══ Record extracts ══

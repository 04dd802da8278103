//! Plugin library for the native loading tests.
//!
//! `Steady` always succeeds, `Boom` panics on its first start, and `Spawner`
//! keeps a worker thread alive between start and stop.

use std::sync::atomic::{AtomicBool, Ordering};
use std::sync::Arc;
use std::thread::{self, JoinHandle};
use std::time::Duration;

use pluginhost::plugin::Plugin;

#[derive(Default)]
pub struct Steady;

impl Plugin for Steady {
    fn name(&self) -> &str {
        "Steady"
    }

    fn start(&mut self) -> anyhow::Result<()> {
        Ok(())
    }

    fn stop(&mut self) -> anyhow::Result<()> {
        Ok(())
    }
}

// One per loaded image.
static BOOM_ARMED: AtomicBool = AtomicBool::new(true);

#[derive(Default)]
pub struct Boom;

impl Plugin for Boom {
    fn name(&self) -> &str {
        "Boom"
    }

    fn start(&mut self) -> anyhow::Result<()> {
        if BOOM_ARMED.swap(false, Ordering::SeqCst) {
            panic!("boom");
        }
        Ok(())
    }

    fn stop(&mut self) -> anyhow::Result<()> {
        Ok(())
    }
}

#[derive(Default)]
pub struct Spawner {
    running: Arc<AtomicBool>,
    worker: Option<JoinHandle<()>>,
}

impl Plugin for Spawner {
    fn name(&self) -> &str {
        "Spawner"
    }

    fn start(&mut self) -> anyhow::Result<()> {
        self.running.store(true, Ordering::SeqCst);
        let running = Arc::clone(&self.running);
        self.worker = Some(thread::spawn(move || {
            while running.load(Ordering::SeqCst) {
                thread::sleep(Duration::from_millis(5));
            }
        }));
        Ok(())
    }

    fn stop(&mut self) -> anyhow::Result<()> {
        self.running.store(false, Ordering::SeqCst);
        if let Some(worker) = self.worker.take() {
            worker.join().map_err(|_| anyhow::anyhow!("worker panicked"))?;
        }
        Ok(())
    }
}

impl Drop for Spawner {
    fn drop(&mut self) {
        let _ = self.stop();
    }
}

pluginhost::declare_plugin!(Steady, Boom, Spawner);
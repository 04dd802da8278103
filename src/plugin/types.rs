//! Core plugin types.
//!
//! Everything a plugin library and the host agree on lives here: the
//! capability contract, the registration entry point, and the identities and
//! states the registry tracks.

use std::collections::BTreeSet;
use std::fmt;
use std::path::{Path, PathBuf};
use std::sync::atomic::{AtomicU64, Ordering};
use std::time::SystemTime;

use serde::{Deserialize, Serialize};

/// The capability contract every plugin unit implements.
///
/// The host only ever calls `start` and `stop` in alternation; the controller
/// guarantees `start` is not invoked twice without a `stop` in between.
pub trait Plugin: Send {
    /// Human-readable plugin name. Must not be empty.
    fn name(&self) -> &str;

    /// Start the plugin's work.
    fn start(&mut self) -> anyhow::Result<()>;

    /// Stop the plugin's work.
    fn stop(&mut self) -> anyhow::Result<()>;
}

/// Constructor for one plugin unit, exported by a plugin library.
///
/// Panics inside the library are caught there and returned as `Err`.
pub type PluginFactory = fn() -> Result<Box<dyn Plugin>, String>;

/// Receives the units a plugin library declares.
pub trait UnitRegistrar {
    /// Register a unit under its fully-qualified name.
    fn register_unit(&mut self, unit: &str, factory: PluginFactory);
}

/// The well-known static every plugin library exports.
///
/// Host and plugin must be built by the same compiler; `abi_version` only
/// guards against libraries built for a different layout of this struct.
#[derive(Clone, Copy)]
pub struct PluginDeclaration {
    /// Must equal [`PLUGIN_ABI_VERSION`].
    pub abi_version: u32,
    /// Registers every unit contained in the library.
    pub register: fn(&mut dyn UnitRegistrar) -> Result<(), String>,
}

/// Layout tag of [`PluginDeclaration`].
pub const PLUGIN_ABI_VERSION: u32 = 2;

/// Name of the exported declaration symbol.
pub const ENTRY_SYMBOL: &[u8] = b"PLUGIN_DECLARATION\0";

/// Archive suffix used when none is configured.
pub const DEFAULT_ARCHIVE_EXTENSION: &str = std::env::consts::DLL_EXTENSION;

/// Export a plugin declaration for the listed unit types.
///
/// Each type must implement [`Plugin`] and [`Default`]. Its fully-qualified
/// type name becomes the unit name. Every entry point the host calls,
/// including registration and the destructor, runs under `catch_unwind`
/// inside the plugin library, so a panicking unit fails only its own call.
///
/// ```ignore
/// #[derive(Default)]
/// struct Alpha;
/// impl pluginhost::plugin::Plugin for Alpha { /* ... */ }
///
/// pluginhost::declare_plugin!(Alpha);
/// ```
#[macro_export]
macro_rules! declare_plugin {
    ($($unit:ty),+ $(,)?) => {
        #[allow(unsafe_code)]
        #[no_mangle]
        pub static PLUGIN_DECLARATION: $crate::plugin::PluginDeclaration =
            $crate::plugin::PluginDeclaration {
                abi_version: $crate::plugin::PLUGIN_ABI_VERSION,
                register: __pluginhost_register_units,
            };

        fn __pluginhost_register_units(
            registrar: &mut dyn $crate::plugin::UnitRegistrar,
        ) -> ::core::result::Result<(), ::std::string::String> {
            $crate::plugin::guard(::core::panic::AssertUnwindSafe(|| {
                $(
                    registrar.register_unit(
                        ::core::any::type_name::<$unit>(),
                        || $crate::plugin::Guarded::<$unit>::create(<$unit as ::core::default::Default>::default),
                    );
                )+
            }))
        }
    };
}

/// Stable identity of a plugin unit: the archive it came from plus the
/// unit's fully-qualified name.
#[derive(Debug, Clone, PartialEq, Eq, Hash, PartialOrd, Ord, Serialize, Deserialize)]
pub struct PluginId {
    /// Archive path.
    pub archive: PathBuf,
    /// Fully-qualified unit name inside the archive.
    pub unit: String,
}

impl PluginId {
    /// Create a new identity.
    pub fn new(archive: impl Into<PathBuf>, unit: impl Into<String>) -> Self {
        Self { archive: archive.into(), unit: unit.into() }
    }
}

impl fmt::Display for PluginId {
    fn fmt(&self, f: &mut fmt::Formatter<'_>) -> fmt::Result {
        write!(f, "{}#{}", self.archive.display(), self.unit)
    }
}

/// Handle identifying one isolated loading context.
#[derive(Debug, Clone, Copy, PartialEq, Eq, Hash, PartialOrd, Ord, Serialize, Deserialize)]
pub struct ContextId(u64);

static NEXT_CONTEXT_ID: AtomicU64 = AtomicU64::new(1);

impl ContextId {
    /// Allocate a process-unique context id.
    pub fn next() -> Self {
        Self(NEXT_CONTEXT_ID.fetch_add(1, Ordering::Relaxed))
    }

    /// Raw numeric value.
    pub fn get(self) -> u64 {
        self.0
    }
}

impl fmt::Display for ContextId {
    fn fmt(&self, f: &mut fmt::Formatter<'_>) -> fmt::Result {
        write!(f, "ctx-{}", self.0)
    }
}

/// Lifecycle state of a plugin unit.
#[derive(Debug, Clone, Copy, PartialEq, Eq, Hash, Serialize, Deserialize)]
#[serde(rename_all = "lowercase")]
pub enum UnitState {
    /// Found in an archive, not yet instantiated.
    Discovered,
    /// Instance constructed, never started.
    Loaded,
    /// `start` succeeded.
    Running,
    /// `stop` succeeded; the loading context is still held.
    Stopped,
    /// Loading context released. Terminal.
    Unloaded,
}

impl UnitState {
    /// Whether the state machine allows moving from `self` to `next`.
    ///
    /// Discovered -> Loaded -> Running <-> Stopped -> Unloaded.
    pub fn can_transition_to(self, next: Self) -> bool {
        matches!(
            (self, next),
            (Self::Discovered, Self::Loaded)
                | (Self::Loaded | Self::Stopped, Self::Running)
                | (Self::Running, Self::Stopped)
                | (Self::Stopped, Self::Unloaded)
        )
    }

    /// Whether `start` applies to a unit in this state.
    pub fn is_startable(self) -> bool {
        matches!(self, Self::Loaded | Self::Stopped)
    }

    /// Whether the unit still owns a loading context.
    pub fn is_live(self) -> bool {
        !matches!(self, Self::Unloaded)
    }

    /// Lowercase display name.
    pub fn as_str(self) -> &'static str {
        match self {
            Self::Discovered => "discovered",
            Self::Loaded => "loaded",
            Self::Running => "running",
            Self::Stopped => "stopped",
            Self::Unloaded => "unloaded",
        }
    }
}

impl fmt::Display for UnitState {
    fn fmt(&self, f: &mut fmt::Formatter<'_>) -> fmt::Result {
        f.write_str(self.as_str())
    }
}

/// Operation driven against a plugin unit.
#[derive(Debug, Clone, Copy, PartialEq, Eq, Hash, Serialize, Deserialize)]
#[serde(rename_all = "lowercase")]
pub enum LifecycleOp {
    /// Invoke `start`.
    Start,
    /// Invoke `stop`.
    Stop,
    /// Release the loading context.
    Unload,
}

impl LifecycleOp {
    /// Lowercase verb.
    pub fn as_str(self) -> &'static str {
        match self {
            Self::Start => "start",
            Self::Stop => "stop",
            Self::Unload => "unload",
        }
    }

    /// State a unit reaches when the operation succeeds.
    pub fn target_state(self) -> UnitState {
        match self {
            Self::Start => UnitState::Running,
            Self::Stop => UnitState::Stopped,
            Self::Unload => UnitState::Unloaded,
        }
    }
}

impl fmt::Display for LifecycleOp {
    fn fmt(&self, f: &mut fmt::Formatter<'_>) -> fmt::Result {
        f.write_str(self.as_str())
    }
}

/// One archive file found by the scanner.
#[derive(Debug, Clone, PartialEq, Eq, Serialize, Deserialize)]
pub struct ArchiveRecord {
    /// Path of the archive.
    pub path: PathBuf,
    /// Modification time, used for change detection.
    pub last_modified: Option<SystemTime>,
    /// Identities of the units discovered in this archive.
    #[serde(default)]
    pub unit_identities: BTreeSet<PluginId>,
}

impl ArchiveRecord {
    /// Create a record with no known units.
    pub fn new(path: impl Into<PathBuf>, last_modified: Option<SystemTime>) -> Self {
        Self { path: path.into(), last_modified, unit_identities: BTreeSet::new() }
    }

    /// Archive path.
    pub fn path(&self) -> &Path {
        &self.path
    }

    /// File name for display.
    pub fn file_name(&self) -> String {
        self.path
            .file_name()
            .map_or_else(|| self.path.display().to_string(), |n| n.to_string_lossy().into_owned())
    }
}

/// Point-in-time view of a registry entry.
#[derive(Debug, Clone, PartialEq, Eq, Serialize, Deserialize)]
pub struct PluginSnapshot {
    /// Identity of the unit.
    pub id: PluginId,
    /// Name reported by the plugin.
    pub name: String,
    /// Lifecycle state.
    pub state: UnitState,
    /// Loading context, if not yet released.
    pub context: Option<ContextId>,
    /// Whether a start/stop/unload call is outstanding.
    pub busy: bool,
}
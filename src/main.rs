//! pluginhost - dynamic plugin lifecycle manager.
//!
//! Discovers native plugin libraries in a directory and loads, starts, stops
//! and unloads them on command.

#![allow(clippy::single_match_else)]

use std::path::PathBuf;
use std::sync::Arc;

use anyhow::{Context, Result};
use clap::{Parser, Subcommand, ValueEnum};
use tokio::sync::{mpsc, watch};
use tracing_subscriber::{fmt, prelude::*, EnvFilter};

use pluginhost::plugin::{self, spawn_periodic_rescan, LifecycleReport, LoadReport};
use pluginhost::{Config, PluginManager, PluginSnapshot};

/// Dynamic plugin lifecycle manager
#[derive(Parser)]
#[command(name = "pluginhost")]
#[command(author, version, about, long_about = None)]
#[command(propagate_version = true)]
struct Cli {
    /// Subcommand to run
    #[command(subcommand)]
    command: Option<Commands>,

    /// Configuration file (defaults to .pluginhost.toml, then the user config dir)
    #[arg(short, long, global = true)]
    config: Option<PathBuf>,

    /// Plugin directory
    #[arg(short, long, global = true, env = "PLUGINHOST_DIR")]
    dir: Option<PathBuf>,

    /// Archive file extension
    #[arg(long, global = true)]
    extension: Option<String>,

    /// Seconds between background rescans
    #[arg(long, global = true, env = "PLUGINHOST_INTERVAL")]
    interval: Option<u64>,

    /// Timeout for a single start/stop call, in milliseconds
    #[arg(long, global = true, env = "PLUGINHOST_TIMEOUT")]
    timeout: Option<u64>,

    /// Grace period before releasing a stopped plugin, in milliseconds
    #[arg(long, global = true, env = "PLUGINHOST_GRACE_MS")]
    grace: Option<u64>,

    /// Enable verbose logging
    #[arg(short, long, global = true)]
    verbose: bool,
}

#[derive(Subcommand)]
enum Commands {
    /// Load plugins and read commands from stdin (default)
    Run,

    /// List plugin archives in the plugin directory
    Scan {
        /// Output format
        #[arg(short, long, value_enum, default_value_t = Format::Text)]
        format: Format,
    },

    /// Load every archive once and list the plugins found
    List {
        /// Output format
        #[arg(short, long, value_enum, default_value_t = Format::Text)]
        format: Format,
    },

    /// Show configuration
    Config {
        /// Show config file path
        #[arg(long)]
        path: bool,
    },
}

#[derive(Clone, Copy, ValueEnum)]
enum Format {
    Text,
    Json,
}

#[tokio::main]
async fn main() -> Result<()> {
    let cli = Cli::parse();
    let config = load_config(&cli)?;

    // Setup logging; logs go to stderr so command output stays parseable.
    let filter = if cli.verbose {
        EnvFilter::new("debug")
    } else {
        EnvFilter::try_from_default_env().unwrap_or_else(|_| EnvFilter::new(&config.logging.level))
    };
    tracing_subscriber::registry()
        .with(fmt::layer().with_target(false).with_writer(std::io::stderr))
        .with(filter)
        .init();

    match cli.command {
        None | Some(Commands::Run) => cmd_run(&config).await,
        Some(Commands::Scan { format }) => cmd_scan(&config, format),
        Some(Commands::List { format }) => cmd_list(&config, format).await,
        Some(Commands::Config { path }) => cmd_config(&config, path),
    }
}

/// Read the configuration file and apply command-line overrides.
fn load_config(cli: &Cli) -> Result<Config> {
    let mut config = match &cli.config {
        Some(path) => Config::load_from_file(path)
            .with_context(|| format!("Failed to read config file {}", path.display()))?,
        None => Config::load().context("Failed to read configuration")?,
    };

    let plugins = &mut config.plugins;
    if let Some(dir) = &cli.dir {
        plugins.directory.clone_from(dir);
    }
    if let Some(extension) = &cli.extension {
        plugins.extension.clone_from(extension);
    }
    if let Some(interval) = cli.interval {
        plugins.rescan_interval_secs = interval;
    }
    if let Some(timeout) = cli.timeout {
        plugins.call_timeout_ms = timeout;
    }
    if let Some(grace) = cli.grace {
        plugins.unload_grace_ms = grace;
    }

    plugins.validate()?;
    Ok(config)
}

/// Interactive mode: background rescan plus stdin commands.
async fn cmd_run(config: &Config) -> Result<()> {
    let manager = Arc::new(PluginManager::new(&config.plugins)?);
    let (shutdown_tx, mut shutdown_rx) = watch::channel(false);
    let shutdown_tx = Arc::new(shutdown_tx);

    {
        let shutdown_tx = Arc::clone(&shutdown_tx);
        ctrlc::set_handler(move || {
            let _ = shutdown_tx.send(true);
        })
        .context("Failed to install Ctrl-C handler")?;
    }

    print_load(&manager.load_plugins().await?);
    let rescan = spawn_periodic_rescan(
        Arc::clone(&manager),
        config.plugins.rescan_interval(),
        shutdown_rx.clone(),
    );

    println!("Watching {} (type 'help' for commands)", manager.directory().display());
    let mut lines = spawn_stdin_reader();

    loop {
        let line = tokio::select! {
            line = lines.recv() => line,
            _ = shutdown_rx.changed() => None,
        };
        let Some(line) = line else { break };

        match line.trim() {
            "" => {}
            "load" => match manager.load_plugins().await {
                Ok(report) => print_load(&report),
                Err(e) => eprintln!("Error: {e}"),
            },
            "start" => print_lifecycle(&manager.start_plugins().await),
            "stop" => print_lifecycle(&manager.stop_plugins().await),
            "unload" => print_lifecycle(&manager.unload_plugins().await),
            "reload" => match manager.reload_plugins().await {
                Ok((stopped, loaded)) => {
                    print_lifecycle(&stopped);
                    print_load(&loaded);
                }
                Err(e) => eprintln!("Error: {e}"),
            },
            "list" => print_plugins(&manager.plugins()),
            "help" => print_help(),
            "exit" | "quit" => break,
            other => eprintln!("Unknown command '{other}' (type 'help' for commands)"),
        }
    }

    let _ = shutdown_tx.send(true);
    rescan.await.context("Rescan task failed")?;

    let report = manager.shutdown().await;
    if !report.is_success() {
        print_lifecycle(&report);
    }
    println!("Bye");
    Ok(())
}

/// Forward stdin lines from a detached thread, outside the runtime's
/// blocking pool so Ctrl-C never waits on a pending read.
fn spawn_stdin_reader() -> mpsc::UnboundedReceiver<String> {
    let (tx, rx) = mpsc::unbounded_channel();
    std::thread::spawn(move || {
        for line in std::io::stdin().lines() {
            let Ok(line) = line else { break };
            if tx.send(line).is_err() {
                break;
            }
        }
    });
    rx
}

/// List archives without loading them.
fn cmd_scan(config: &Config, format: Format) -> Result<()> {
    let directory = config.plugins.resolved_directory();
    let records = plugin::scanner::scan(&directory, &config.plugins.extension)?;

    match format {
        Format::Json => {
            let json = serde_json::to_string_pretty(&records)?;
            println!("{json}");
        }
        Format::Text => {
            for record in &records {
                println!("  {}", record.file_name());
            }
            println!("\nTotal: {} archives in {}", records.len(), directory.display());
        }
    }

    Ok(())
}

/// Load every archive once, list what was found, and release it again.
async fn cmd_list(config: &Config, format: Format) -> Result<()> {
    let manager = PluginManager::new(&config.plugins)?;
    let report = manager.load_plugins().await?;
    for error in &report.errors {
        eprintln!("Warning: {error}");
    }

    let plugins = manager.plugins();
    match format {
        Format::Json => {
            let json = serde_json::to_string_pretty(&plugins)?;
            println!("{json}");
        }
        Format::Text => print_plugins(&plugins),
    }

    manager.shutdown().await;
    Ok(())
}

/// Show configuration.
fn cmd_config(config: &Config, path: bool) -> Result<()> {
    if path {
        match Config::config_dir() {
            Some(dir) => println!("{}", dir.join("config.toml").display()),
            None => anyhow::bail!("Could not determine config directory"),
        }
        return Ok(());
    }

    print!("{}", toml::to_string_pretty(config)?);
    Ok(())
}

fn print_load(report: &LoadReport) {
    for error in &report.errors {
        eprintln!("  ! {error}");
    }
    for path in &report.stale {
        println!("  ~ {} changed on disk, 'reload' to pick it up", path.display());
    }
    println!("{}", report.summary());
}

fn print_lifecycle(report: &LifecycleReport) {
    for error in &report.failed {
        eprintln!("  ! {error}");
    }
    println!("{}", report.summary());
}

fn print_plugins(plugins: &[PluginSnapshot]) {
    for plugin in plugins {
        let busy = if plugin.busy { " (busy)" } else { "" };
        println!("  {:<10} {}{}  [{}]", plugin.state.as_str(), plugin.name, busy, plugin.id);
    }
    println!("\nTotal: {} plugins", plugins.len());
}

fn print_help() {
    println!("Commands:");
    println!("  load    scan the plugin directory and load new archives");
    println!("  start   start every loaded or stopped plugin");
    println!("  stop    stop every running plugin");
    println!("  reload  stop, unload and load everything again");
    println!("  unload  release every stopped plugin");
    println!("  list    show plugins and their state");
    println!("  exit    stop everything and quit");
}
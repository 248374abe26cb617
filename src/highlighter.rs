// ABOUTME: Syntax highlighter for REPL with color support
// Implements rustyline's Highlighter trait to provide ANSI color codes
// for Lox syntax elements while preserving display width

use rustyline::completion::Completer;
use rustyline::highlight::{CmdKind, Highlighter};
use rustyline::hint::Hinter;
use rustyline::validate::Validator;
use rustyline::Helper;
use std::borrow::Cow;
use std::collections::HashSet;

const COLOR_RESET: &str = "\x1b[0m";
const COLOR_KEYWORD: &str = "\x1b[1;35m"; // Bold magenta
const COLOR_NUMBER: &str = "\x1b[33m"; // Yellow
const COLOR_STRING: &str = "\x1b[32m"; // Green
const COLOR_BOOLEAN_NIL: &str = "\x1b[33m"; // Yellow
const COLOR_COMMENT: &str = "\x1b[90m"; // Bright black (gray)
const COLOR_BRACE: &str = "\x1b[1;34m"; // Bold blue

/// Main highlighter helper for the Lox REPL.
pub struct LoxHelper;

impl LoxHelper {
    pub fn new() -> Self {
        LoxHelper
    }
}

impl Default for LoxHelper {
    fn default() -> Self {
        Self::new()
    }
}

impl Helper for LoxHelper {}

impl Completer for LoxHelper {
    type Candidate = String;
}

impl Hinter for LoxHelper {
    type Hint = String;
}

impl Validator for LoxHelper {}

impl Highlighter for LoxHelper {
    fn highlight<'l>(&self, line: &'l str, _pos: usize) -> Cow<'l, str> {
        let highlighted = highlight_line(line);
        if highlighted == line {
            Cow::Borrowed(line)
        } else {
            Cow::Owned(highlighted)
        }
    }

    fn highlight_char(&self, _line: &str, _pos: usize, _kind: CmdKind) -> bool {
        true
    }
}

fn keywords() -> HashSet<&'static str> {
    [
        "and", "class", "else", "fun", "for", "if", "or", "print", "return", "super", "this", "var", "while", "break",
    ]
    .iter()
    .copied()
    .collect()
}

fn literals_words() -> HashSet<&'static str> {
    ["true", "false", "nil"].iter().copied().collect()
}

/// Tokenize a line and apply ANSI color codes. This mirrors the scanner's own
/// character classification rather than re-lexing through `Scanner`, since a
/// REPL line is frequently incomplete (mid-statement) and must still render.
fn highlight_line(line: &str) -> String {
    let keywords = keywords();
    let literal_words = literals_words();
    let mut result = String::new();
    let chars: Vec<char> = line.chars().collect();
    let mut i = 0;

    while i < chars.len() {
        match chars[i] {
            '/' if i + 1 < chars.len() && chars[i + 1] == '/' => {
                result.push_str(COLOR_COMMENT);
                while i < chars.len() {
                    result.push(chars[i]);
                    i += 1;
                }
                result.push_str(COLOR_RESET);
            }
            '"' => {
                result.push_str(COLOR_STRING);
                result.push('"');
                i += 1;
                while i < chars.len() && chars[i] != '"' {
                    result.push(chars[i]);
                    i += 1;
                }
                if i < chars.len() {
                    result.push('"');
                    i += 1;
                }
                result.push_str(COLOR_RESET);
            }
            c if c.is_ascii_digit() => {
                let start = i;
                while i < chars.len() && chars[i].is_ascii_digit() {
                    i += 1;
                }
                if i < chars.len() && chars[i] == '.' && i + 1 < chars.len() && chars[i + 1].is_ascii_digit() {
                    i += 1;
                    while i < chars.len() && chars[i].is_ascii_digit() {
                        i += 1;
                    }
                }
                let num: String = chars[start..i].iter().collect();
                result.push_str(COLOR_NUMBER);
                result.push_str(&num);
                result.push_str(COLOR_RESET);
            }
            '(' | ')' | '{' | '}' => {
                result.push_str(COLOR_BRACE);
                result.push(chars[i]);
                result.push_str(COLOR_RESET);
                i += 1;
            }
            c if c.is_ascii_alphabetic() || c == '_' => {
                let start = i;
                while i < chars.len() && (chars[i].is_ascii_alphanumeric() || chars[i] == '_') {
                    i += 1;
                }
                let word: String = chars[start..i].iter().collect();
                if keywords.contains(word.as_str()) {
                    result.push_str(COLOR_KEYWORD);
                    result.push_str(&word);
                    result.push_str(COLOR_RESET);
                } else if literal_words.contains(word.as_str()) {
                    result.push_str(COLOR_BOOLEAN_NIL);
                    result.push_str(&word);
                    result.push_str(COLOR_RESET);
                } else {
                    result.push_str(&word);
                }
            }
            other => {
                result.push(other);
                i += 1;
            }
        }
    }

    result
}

═══

### Your task
Restate word for word the entries above from the line with "pub struct PluginSnapshot" through the line with "Archive file extension", inclusive, leaving out everything else.

### Output of the exercise
pub struct PluginSnapshot {
    /// Identity of the unit.
    pub id: PluginId,
    /// Name reported by the plugin.
    pub name: String,
    /// Lifecycle state.
    pub state: UnitState,
    /// Loading context, if not yet released.
    pub context: Option<ContextId>,
    /// Whether a start/stop/unload call is outstanding.
    pub busy: bool,
}
filename src/main.rs
//! pluginhost - dynamic plugin lifecycle manager.
//!
//! Discovers native plugin libraries in a directory and loads, starts, stops
//! and unloads them on command.

#![allow(clippy::single_match_else)]

use std::path::PathBuf;
use std::sync::Arc;

use anyhow::{Context, Result};
use clap::{Parser, Subcommand, ValueEnum};
use tokio::sync::{mpsc, watch};
use tracing_subscriber::{fmt, prelude::*, EnvFilter};

use pluginhost::plugin::{self, spawn_periodic_rescan, LifecycleReport, LoadReport};
use pluginhost::{Config, PluginManager, PluginSnapshot};

/// Dynamic plugin lifecycle manager
#[derive(Parser)]
#[command(name = "pluginhost")]
#[command(author, version, about, long_about = None)]
#[command(propagate_version = true)]
struct Cli {
    /// Subcommand to run
    #[command(subcommand)]
    command: Option<Commands>,

    /// Configuration file (defaults to .pluginhost.toml, then the user config dir)
    #[arg(short, long, global = true)]
    config: Option<PathBuf>,

    /// Plugin directory
    #[arg(short, long, global = true, env = "PLUGINHOST_DIR")]
    dir: Option<PathBuf>,

    /// Archive file extension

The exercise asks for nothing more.